▶ Task prompt:
Lines to return, exactly: from the line with "can be slow)" to the line with "than a consumption" in the entries below, both included.

>>>>

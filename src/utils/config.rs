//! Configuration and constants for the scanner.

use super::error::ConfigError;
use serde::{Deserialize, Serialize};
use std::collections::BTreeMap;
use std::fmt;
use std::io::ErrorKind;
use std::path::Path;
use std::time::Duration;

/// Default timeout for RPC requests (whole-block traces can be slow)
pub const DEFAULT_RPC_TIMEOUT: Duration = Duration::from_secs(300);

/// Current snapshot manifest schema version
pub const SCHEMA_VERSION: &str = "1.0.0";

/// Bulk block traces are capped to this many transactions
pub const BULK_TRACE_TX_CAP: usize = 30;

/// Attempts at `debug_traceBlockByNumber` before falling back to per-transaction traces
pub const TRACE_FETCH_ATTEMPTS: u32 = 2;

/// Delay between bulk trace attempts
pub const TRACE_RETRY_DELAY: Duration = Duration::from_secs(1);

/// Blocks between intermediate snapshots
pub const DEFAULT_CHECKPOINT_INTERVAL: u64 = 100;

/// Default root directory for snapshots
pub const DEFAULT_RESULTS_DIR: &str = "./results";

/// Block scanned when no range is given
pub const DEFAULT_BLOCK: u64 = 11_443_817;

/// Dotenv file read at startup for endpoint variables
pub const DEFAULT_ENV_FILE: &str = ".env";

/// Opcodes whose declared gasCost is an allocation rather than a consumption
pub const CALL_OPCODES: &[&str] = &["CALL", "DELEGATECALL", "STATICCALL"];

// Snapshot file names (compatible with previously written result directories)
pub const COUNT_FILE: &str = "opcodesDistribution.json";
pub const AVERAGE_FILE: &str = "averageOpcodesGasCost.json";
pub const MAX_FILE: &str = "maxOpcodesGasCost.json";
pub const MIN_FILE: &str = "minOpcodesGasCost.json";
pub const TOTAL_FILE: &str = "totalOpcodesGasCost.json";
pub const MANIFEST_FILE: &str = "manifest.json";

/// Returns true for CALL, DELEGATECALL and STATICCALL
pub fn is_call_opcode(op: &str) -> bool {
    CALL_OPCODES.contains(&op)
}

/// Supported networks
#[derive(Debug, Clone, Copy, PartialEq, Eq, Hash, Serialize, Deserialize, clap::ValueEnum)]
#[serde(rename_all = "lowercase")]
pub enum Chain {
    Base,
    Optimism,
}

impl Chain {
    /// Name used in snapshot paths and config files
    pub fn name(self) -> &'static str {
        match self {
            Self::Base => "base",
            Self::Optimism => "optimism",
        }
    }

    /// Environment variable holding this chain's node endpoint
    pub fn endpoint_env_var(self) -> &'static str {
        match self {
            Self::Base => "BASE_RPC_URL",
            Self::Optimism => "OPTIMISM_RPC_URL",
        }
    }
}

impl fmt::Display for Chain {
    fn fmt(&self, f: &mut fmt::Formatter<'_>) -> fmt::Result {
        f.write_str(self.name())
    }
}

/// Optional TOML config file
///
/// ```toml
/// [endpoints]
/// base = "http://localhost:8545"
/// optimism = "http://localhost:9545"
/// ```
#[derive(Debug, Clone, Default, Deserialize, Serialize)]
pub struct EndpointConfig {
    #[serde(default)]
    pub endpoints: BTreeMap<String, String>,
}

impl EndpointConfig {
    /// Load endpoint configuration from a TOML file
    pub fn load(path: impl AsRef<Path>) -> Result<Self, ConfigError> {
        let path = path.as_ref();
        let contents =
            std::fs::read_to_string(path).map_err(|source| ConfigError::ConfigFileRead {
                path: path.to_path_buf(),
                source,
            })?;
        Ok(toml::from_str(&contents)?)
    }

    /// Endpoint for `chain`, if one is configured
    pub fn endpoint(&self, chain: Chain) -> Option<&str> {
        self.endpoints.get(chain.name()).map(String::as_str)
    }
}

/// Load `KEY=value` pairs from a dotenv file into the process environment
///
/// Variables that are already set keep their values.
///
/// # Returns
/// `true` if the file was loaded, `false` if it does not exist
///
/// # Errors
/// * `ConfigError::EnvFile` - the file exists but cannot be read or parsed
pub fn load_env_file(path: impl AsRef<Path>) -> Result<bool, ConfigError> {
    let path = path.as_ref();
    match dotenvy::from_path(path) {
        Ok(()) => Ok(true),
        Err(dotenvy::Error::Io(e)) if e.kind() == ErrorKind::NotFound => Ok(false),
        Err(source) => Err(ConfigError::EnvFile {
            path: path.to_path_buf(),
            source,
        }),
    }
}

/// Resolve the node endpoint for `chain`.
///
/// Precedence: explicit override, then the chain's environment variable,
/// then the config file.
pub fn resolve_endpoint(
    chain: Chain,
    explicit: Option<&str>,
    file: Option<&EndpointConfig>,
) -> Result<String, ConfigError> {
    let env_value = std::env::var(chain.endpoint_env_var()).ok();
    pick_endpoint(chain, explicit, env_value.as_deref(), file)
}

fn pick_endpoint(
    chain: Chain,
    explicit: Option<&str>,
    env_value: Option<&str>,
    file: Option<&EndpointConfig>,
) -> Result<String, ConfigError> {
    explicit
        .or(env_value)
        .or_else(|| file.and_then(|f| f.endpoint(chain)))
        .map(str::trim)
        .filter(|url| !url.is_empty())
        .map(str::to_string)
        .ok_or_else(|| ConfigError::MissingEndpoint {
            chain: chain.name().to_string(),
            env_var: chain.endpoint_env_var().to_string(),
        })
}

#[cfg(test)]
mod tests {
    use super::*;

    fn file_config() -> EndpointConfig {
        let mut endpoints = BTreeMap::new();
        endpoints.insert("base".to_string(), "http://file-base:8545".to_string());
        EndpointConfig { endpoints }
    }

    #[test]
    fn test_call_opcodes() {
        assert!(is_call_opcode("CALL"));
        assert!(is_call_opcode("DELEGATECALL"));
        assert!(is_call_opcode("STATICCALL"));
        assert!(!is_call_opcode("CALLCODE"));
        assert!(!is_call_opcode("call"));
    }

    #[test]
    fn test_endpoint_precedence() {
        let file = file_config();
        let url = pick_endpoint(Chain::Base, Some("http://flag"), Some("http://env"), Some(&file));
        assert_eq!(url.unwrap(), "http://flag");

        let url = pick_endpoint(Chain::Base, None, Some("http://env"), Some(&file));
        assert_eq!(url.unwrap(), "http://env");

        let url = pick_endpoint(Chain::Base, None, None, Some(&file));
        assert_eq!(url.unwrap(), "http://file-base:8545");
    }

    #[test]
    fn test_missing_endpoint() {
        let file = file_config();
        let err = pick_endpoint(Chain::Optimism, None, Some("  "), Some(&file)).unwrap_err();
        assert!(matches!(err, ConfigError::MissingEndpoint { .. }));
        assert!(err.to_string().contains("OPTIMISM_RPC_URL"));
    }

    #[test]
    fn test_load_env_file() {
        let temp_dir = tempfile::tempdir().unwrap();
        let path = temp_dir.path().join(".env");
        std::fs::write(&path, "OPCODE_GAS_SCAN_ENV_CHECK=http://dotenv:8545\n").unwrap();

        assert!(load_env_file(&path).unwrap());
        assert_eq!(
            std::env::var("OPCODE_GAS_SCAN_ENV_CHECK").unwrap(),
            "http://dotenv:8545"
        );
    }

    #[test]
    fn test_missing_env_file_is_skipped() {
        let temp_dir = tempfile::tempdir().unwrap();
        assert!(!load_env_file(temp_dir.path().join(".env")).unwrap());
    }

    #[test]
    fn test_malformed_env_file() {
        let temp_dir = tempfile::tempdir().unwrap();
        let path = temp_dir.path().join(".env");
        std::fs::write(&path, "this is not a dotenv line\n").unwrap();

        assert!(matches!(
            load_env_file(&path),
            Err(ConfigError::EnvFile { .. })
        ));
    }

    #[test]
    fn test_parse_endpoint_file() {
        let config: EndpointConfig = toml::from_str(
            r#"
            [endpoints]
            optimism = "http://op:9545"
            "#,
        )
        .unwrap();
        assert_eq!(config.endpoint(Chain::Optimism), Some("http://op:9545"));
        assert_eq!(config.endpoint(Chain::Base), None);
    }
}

<<<<

▶ Your response:
/// Default timeout for RPC requests (whole-block traces can be slow)
pub const DEFAULT_RPC_TIMEOUT: Duration = Duration::from_secs(300);

/// Current snapshot manifest schema version
pub const SCHEMA_VERSION: &str = "1.0.0";

/// Bulk block traces are capped to this many transactions
pub const BULK_TRACE_TX_CAP: usize = 30;

/// Attempts at `debug_traceBlockByNumber` before falling back to per-transaction traces
pub const TRACE_FETCH_ATTEMPTS: u32 = 2;

/// Delay between bulk trace attempts
pub const TRACE_RETRY_DELAY: Duration = Duration::from_secs(1);

/// Blocks between intermediate snapshots
pub const DEFAULT_CHECKPOINT_INTERVAL: u64 = 100;

/// Default root directory for snapshots
pub const DEFAULT_RESULTS_DIR: &str = "./results";

/// Block scanned when no range is given
pub const DEFAULT_BLOCK: u64 = 11_443_817;

/// Dotenv file read at startup for endpoint variables
pub const DEFAULT_ENV_FILE: &str = ".env";

/// Opcodes whose declared gasCost is an allocation rather than a consumption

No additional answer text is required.